Poly(ε-caprolactone)-based nanofibrous scaffold incorporated with decellularized bone extracellular matrix as a potential strategy for bone regeneration

Abstract Background: Critical size bone defect is still a great challenge in orthopedics. Scaffolds with nanofibrous microstructure seems a promising candidate for critical size bone defect repair. Here we fabricated poly(ε-caprolactone)-based nanofibrous scaffold incorporated with bone derived decellularized extracellular matrix (PCL/dB-ECM) to provide a suitable platform for bone regeneration. Methods: dB-ECM was prepared first and different weight ratios of PCL and dB-ECM was blended to fabricate PCL/dB-ECM nanofibrous scaffolds by electrospinning. The physicochemical properties of the nanofibrous scaffolds were investigated. Rabbit bone mesenchymal stem cells (rBMSCs) were seeded on the nanofibrous scaffolds to evaluate cell proliferation, viability, morphology, cytoskeleton spread and osteogenic differentiation. The ability of the scaffolds to promote bone regeneration in vivo was also assessed by being implanted into a rabbit femoral condyle defect model. Results:The microstructure of the PCL/dB-ECM (2:1) nanofibrous scaffold exhibited randomly arranged nanofibers interlaced to each other to form a network structure. The incorporation of dB-ECM into the scaffold improved the bioactivity of PCL, significantly enhanced the attachment, proliferation and cytoskeleton extension of rBMSCs, as well as remarkably promoted osteogenic differentiation of rBMSCs by elevating the expression of osteogenic-related genes and proteins and by enhancing the ALP activity and calcium deposition.

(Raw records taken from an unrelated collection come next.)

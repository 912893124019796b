/*! Bindless Vulkan device and resource runtime.
 *
 * The crate wraps a single Vulkan 1.3 device behind typed, reference-counted
 * resource handles. Resources live in paged pools owned by the device; the
 * last handle drop schedules the Vulkan object for destruction once the GPU
 * timeline has caught up with the CPU timeline recorded at drop time.
 *
 * Command recording batches pipeline barriers, rendering uses dynamic
 * rendering only, and all shader-visible resources go through one bindless
 * descriptor set plus a buffer-device-address table.
 */

pub mod access;
pub mod buffer;
pub mod command;
pub mod descriptor;
pub mod device;
pub mod handle;
pub mod image;
pub mod pipeline;
pub(crate) mod pool;
pub mod sampler;
pub mod shader;
pub mod submit;
pub mod swapchain;
pub mod sync;
pub mod translate;
pub mod types;
pub mod upload;

/// External dependencies exposed outside of the current crate.
pub use ash::{self, vk};
pub use gpu_allocator;
pub use raw_window_handle;

pub use buffer::{Buffer, BufferBindInfo, BufferInfo, MemoryRequirementInfo};
pub use command::{
    CommandBuffer, CommandBufferInfo, CommandBufferState, CommandPool, CommandPoolInfo,
};
pub use device::{
    DebugCallback, Device, DeviceConfig, DeviceInfo, DeviceInitInfo, PresentInfo, SubmitInfo,
};
pub use handle::{DeviceResource, Handle};
pub use image::{Image, ImageBindInfo, ImageInfo};
pub use pipeline::{Pipeline, PipelineShaderInfo, RasterPipelineInfo};
pub use sampler::{sampler_info_packed_u64, Sampler, SamplerInfo};
pub use shader::{CompiledShaderInfo, Shader, ShaderAttribute, ShaderInfo};
pub use submit::{CommandQueue, SubmissionGroup, SubmissionQueue};
pub use swapchain::{SurfaceInfo, Swapchain, SwapchainInfo};
pub use sync::{Fence, FenceInfo, Semaphore, SemaphoreInfo};
pub use types::*;
pub use upload::{
    BufferDataUploadInfo, FenceValue, ImageDataUploadInfo, UploadHeap, UploadId,
};

// Runtime limits.
pub const MAX_FRAMES_IN_FLIGHT: usize = 4;
pub const MAX_COMMAND_BUFFER_PER_POOL: usize = 16;
pub const MAX_COMMAND_BUFFER_BARRIER_COUNT: usize = 16;
pub const MAX_COMMAND_BUFFER_ATTACHMENT: usize = 16;
// Resource limits.
pub const MAX_BUFFERS: u32 = 10_000;
pub const MAX_IMAGES: u32 = 10_000;
pub const MAX_SAMPLERS: u32 = 100;
// Shader bindings of the bindless descriptor set.
pub const STORAGE_IMAGE_BINDING: u32 = 0;
pub const COMBINED_IMAGE_SAMPLER_BINDING: u32 = 1;
pub const SAMPLED_IMAGE_BINDING: u32 = 2;
pub const SAMPLER_BINDING: u32 = 3;
pub const BUFFER_DEVICE_ADDRESS_BINDING: u32 = 4;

Furthermore, in vivo assays demonstrated that PCL/dB-ECM (2:1) nanofibrous scaffold obviously facilitated new bone formation with better trabecular structures and excellent integration with the surrounding tissues. Conclusion: The PCL/dB-ECM (2:1) nanofibrous scaffold showed excellent bioactivity to facilitate rBMSCs proliferation and osteogenic differentiation in vitro, as well as promoted new bone formation in vivo, suggesting the PCL-based nanofibrous scaffolds incorporated with dB-ECM could be a promising strategy for effective repair of bone defect.